[Collection entries]
========================

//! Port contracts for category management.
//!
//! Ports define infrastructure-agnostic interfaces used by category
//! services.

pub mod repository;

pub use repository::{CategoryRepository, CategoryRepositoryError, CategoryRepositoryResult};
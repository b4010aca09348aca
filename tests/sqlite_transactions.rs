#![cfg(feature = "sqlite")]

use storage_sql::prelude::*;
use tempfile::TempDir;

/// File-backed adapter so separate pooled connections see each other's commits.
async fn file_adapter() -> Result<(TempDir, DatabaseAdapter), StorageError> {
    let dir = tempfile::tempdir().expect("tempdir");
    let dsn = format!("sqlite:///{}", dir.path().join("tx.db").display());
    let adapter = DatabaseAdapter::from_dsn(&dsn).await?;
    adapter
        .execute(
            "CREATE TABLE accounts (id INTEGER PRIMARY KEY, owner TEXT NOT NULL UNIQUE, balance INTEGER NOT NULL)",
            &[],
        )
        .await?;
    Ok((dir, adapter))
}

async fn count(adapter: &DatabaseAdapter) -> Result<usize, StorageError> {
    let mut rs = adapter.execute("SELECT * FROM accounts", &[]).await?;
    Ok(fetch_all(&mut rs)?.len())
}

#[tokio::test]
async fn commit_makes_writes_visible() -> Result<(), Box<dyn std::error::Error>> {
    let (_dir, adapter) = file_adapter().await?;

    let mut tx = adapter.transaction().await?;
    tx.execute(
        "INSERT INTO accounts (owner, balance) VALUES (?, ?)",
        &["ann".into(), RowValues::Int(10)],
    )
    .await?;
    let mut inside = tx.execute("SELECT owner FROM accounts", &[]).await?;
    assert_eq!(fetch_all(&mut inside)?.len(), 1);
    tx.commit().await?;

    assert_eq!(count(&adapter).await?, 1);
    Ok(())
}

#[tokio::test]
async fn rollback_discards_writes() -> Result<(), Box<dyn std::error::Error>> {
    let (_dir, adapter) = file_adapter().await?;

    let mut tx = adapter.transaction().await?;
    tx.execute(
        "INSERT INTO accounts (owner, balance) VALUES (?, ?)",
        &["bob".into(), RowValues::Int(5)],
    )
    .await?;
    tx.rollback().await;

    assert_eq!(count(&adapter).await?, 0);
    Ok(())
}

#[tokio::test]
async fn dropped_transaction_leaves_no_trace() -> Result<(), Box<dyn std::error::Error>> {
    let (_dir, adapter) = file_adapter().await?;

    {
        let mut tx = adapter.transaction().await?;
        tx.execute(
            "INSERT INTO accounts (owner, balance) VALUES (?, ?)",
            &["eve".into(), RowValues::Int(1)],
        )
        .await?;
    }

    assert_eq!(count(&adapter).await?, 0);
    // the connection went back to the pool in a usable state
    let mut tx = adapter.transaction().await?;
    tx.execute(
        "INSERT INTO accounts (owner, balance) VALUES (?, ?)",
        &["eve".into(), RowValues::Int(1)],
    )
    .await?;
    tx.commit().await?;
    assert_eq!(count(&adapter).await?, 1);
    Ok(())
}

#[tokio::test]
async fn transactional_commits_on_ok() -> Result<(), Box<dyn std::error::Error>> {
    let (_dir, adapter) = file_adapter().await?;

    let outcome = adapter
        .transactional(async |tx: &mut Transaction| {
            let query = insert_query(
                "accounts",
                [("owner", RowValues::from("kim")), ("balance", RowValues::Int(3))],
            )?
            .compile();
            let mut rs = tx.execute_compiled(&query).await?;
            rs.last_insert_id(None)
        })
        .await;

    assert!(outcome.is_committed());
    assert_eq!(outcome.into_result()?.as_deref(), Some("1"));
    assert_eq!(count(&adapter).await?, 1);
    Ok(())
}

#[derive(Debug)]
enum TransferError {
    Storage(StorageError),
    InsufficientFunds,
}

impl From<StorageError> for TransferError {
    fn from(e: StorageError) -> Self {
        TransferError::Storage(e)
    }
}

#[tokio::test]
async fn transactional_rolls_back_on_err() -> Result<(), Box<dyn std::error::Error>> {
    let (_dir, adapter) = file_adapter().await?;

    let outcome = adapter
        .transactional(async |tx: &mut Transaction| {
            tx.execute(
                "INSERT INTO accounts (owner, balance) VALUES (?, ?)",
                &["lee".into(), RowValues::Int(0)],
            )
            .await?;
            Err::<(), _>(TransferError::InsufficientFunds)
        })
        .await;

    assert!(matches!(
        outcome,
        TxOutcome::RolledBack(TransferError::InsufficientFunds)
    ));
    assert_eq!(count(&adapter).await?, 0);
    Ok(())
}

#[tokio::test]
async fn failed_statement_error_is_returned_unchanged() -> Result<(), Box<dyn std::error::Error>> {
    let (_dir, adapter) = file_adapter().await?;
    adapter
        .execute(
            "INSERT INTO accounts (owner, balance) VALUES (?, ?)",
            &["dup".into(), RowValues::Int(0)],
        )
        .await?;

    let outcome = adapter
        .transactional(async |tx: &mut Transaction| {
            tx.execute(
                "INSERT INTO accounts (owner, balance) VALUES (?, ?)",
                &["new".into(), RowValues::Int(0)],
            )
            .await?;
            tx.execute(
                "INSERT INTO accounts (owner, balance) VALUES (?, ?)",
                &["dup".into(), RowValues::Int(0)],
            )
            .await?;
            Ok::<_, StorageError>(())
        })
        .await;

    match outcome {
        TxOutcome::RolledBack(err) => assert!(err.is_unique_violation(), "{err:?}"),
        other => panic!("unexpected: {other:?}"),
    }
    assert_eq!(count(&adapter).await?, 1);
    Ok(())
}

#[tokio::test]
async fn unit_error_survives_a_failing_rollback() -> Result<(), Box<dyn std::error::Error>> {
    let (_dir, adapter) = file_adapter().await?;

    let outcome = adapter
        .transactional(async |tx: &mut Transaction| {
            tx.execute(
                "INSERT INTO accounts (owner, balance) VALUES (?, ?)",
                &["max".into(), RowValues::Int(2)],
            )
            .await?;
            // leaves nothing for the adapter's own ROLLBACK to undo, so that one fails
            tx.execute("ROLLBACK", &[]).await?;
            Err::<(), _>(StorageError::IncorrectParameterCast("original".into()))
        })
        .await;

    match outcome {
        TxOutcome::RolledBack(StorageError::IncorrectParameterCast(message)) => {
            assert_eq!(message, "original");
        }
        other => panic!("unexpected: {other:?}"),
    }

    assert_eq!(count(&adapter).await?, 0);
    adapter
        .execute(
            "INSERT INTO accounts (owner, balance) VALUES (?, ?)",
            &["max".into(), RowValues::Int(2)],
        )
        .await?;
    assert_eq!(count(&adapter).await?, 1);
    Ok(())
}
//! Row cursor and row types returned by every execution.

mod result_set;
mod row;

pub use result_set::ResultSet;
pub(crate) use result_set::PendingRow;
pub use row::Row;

========================

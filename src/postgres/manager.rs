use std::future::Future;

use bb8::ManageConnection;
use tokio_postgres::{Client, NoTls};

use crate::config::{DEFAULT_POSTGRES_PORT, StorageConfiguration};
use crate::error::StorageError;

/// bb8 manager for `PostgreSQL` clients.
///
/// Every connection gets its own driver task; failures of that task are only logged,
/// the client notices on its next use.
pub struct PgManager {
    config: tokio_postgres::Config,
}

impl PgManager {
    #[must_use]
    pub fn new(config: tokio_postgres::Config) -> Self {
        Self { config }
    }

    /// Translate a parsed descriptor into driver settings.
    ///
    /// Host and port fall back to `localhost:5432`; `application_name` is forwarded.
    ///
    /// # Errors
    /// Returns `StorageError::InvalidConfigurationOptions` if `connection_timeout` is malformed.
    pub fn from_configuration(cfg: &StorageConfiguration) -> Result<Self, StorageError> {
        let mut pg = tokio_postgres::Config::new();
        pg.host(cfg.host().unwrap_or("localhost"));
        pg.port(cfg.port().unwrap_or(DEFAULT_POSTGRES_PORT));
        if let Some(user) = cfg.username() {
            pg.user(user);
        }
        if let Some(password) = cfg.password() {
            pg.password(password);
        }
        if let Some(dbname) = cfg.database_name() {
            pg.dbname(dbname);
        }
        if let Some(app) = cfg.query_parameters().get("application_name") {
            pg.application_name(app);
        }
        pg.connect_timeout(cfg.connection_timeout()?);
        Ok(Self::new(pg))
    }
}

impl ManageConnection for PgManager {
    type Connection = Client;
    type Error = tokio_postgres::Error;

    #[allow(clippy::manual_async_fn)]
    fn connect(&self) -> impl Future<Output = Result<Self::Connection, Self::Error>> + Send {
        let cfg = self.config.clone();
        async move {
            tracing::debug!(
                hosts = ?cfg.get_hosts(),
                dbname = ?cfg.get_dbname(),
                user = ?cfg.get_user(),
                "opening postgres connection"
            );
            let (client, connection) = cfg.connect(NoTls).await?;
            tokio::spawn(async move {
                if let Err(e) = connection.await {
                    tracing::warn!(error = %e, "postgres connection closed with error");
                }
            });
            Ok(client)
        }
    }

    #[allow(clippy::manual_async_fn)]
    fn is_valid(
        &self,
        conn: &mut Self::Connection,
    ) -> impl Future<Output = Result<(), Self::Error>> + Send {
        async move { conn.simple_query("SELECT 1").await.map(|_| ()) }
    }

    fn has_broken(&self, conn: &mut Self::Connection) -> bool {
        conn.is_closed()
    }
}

========================

What you will do =>
Go through the records and copy each line with "repository" in it.

The answer =>
pub mod repository;
pub use repository::{CategoryRepository, CategoryRepositoryError, CategoryRepositoryResult};
repository b4010aca09348aca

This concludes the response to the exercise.